Dataset entries:
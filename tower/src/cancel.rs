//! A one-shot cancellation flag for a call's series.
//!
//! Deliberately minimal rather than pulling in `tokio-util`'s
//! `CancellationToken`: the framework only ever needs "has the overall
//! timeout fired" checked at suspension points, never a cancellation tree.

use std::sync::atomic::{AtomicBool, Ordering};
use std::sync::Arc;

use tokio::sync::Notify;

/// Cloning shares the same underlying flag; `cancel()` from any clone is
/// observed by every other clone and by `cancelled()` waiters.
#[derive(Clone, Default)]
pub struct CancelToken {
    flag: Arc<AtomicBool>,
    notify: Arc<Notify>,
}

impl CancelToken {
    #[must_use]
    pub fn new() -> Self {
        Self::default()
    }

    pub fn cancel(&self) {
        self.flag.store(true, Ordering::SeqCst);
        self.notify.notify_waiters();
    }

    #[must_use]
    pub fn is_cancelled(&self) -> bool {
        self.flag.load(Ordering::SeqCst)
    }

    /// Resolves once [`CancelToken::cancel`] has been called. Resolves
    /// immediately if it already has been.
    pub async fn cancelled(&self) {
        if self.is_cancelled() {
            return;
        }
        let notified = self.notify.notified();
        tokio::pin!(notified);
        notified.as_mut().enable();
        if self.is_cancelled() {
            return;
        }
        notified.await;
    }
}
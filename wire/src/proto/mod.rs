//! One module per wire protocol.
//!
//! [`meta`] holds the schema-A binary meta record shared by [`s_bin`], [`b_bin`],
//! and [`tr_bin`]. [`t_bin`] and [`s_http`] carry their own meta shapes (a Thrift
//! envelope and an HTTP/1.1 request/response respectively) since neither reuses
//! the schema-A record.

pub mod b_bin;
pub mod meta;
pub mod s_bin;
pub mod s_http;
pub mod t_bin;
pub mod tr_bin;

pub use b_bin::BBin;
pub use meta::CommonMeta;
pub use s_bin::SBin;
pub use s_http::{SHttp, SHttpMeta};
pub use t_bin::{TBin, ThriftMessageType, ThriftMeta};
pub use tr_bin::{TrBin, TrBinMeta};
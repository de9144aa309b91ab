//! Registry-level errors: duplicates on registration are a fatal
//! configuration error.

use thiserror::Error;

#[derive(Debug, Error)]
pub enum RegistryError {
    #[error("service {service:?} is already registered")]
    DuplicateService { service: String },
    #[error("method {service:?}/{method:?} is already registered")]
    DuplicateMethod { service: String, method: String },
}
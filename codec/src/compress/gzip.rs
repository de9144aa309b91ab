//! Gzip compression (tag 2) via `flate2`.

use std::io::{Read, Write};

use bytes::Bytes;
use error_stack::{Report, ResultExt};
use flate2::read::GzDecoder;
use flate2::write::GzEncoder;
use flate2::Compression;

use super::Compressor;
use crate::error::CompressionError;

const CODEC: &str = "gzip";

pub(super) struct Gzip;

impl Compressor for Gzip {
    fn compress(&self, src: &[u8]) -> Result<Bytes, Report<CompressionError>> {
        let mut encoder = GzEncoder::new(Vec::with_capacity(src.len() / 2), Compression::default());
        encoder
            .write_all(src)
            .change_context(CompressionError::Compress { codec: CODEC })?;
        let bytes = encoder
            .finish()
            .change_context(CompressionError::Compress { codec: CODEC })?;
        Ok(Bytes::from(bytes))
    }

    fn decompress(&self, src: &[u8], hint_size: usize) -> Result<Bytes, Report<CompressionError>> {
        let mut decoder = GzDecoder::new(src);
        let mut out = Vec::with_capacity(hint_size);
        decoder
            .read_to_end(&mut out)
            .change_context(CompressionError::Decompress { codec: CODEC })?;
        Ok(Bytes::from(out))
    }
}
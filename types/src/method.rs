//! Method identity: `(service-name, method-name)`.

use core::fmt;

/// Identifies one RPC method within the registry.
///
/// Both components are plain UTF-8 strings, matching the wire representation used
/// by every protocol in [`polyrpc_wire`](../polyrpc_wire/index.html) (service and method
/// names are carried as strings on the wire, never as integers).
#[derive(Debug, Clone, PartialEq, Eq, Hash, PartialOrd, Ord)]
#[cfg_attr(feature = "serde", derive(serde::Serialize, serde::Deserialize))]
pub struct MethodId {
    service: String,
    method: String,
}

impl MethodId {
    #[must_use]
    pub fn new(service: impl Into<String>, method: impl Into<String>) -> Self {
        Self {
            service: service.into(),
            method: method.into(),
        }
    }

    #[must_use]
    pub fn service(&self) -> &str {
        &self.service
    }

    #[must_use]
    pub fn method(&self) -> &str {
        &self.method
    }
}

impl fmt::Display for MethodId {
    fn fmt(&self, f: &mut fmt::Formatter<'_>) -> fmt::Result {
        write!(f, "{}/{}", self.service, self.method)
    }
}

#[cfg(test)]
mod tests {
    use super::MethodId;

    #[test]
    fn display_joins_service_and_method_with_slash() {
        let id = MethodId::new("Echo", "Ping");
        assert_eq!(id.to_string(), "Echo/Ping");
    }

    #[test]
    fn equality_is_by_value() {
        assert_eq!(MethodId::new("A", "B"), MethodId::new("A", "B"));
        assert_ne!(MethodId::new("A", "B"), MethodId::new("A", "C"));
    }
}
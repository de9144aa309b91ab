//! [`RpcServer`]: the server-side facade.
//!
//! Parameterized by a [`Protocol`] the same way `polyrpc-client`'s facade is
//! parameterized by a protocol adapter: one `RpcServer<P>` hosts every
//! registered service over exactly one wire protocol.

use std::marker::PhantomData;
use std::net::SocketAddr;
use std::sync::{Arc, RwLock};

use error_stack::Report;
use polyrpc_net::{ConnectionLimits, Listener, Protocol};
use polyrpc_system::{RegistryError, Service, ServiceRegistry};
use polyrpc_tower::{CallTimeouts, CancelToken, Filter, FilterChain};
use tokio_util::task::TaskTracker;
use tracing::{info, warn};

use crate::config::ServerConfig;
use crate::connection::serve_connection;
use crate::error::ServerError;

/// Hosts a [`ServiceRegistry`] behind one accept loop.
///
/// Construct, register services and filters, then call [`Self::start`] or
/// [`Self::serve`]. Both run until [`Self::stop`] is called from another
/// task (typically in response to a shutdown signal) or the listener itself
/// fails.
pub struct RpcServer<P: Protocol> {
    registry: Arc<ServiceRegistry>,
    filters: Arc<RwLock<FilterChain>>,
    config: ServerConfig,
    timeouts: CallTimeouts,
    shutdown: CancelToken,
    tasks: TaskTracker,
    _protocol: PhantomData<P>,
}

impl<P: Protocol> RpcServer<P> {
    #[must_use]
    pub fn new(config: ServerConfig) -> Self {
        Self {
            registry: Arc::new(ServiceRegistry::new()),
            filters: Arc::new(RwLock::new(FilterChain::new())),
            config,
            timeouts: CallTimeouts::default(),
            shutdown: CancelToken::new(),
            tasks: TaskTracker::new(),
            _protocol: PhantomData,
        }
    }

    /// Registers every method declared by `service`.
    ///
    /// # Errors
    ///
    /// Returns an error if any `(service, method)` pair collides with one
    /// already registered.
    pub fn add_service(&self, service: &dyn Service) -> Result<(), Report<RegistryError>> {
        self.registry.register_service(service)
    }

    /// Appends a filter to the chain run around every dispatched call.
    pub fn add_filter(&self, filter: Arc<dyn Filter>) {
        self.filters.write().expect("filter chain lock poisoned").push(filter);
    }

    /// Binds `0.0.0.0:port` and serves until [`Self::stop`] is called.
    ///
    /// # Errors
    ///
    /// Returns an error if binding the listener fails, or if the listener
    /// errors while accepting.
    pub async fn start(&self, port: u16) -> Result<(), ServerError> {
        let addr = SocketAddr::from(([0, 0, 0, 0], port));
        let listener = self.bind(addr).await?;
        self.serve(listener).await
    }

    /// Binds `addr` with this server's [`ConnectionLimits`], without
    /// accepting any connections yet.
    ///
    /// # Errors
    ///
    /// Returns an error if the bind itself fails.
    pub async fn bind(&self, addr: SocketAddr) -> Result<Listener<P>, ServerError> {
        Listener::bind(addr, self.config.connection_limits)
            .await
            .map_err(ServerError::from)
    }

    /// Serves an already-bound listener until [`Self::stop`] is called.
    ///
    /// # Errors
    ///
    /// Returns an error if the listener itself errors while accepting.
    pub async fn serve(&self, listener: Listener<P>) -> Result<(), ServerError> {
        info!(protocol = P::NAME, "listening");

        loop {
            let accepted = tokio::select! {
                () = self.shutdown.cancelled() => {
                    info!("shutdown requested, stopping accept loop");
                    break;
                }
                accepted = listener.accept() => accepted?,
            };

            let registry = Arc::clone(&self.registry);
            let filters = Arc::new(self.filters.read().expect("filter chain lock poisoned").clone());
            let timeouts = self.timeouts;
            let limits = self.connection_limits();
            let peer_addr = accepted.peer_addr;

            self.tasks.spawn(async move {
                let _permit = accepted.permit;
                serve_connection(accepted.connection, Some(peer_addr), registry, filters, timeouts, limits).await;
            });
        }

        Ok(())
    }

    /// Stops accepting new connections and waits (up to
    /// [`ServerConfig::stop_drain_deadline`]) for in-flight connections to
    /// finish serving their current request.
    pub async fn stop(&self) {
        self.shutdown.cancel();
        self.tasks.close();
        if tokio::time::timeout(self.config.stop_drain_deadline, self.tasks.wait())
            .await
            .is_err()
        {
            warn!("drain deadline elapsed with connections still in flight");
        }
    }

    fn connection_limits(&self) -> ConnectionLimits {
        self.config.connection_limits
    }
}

> **What you are asked to do**
Look through the entries. Copy out each line with "CallTimeouts" in it.

> **Reply**
use polyrpc_tower::{CallTimeouts, CancelToken, Filter, FilterChain};
    timeouts: CallTimeouts,
            timeouts: CallTimeouts::default(),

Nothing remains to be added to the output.